**ABOUT THIS TASK**
Each line in the records that mentions the word "milliseconds" needs to be listed.

##### DATASET #####

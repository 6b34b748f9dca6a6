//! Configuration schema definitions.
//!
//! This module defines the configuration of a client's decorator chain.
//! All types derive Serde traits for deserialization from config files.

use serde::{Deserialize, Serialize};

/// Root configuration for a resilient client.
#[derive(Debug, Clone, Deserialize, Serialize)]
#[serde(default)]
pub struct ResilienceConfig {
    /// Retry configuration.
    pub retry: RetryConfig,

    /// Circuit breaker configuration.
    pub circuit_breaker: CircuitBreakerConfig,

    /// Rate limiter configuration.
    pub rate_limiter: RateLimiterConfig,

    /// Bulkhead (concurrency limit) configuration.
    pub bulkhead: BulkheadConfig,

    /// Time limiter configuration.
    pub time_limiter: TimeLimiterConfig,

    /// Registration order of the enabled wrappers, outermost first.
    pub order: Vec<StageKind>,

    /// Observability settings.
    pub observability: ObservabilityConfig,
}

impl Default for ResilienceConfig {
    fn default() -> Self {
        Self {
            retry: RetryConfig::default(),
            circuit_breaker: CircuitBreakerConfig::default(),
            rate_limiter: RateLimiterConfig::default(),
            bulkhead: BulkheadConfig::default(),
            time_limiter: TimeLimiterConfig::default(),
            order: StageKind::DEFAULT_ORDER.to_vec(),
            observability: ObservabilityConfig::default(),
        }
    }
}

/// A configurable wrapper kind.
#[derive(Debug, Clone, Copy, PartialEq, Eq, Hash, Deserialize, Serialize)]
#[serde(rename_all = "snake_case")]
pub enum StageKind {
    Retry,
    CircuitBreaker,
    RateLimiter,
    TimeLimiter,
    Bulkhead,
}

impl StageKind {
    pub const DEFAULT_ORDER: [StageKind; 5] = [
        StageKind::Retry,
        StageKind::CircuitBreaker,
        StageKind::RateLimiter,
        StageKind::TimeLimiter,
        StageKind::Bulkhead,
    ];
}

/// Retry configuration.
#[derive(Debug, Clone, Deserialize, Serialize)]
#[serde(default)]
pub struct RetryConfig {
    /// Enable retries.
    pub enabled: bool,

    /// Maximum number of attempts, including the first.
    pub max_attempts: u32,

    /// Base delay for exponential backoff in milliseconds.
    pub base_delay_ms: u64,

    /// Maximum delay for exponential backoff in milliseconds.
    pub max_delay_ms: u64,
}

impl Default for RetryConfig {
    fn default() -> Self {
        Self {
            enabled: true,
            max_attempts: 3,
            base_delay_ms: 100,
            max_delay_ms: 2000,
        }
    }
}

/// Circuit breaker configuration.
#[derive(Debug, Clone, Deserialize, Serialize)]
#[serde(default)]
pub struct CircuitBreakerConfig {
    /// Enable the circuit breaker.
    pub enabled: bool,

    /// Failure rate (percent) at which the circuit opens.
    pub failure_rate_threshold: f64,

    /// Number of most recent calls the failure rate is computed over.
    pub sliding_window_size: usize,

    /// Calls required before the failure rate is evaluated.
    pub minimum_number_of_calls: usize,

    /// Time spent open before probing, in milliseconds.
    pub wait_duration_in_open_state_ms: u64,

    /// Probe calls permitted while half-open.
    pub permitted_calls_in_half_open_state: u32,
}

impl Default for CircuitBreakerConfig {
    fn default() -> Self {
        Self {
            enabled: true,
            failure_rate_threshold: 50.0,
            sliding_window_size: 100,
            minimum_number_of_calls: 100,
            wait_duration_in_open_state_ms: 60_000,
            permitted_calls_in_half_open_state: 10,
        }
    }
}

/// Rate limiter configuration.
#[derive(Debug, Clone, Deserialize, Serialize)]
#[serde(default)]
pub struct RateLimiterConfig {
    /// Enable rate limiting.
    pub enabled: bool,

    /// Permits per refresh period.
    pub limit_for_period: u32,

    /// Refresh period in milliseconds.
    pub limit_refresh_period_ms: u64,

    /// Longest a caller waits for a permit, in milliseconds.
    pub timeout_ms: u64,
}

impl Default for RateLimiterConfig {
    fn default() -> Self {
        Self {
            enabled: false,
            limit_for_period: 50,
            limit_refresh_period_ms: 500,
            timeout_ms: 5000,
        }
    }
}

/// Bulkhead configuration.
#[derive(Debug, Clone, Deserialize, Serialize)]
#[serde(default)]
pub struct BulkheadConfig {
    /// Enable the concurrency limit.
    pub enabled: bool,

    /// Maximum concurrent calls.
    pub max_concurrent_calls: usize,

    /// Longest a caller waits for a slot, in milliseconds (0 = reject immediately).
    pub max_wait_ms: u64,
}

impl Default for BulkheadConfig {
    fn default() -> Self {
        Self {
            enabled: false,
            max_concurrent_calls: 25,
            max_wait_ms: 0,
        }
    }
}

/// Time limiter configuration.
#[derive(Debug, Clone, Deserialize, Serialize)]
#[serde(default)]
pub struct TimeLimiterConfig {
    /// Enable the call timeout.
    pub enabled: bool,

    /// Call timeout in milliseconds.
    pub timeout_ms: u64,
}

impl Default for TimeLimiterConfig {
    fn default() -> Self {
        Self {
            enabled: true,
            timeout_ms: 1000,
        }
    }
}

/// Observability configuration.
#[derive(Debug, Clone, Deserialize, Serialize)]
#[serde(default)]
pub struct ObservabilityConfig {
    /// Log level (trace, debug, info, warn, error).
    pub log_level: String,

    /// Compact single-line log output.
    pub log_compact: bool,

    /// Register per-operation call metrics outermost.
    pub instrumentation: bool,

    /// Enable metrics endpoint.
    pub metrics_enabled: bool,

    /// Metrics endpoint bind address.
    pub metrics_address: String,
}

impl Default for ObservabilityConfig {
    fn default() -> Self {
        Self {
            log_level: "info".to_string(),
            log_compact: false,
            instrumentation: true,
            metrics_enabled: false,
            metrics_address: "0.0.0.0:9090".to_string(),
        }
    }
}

#####
##### DATASET #####

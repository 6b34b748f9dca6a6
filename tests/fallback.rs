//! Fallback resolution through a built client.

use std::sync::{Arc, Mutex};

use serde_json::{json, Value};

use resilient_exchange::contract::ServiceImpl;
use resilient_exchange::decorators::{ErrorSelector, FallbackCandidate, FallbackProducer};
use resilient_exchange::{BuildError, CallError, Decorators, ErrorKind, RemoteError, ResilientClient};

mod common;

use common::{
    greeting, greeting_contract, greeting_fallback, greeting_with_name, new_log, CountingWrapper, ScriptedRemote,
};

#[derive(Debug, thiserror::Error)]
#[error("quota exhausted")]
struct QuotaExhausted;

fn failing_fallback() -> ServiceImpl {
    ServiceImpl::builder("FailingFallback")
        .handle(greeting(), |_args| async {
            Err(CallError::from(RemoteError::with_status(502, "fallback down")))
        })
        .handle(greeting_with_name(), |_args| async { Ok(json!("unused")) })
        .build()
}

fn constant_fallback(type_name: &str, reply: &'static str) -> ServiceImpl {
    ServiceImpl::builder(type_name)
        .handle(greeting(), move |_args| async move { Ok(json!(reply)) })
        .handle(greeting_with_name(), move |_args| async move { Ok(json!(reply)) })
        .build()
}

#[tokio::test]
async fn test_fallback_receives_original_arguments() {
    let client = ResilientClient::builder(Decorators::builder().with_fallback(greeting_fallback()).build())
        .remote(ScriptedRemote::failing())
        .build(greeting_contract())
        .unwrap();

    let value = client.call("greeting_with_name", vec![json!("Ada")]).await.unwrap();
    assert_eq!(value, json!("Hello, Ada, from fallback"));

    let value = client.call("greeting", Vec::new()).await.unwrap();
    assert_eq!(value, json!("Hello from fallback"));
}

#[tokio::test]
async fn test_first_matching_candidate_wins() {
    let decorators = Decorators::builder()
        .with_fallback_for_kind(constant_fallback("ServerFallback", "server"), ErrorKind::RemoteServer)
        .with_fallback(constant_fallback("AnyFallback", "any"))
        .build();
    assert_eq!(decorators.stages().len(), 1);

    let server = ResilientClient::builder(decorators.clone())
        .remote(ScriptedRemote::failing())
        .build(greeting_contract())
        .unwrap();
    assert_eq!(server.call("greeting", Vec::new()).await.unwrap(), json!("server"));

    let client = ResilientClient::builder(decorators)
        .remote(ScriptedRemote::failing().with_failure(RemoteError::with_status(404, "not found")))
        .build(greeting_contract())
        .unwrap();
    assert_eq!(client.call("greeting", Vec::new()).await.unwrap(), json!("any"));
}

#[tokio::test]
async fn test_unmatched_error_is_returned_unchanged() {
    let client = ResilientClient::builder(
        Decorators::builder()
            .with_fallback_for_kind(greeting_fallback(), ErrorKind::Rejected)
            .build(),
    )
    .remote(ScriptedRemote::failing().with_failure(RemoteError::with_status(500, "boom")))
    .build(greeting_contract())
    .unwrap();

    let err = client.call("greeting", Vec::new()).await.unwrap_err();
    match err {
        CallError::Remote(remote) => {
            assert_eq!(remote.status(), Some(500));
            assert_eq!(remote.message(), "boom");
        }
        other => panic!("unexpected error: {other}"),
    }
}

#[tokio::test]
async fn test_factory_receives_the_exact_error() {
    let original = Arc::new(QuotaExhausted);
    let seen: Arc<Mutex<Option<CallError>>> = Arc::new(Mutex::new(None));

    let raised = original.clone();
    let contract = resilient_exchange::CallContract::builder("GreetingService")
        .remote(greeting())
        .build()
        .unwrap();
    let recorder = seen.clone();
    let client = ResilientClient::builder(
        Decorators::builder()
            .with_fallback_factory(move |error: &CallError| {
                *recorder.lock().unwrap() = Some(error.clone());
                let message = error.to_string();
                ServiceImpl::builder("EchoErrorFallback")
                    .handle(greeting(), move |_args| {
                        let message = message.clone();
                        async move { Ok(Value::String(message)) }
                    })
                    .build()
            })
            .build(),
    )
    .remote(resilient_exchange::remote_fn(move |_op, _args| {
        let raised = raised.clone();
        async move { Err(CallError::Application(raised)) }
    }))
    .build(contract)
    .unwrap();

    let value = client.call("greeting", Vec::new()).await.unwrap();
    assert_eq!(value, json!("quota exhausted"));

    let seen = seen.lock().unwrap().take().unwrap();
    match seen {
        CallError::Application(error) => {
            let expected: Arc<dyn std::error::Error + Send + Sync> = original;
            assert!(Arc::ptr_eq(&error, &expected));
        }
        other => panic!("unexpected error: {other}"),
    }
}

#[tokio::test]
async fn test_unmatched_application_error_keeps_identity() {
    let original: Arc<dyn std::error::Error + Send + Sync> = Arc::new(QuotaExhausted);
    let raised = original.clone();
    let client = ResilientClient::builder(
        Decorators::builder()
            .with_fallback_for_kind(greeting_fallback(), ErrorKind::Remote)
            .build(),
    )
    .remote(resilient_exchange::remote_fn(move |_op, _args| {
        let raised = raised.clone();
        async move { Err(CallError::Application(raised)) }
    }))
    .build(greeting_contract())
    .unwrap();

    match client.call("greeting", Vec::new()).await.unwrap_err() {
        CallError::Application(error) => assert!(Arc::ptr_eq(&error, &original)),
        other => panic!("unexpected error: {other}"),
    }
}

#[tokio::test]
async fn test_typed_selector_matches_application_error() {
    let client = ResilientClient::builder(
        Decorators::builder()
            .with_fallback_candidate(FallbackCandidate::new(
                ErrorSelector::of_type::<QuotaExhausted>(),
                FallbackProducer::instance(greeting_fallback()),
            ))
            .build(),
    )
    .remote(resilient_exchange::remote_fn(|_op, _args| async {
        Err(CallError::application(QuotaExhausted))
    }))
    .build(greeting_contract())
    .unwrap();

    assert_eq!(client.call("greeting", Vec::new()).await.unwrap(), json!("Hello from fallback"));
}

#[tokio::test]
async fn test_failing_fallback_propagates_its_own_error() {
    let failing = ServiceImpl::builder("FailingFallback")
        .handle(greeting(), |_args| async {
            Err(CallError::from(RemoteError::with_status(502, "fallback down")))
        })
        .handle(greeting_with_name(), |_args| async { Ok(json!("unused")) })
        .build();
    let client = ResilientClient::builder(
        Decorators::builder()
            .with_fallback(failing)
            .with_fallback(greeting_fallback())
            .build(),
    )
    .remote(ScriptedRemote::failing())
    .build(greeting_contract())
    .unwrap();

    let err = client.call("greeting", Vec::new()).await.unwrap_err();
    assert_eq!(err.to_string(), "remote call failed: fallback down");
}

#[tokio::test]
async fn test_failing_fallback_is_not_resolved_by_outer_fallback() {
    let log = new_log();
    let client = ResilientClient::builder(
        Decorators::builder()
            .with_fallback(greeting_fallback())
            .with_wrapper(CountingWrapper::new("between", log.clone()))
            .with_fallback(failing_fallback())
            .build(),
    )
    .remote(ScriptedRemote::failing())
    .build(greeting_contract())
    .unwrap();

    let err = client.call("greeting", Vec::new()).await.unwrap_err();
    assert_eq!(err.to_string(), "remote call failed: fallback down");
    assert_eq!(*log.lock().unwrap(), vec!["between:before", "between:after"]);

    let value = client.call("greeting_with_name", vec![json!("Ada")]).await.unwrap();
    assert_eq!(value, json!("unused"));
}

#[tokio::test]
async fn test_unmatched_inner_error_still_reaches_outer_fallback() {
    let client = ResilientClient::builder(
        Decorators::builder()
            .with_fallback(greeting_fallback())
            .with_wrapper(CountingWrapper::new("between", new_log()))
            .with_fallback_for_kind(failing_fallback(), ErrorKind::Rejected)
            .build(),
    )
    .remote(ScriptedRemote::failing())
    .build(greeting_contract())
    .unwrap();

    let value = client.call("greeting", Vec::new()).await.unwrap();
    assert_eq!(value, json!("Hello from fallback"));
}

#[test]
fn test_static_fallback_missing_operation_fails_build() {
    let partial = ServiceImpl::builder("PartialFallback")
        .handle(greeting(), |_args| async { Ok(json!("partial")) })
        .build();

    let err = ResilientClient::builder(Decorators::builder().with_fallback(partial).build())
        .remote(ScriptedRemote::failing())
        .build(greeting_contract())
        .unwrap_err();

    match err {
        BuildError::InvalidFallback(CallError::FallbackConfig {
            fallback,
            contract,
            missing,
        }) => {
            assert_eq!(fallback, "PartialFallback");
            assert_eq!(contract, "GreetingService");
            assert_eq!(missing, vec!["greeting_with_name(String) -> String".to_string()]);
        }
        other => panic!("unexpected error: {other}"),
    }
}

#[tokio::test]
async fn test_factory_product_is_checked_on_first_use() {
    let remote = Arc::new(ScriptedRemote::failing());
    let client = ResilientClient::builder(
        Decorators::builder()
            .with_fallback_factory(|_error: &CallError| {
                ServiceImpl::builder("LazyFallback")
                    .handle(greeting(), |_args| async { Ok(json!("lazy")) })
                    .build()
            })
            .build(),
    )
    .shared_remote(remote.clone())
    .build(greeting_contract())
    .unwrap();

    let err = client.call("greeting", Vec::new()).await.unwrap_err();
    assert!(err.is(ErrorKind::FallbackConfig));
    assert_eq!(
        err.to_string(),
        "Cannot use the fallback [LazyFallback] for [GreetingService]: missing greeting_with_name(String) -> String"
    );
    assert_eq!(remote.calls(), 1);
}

#####

**RESULT**
    /// Base delay for exponential backoff in milliseconds.
    /// Maximum delay for exponential backoff in milliseconds.
    /// Time spent open before probing, in milliseconds.
    /// Refresh period in milliseconds.
    /// Longest a caller waits for a permit, in milliseconds.
    /// Longest a caller waits for a slot, in milliseconds (0 = reject immediately).
    /// Call timeout in milliseconds.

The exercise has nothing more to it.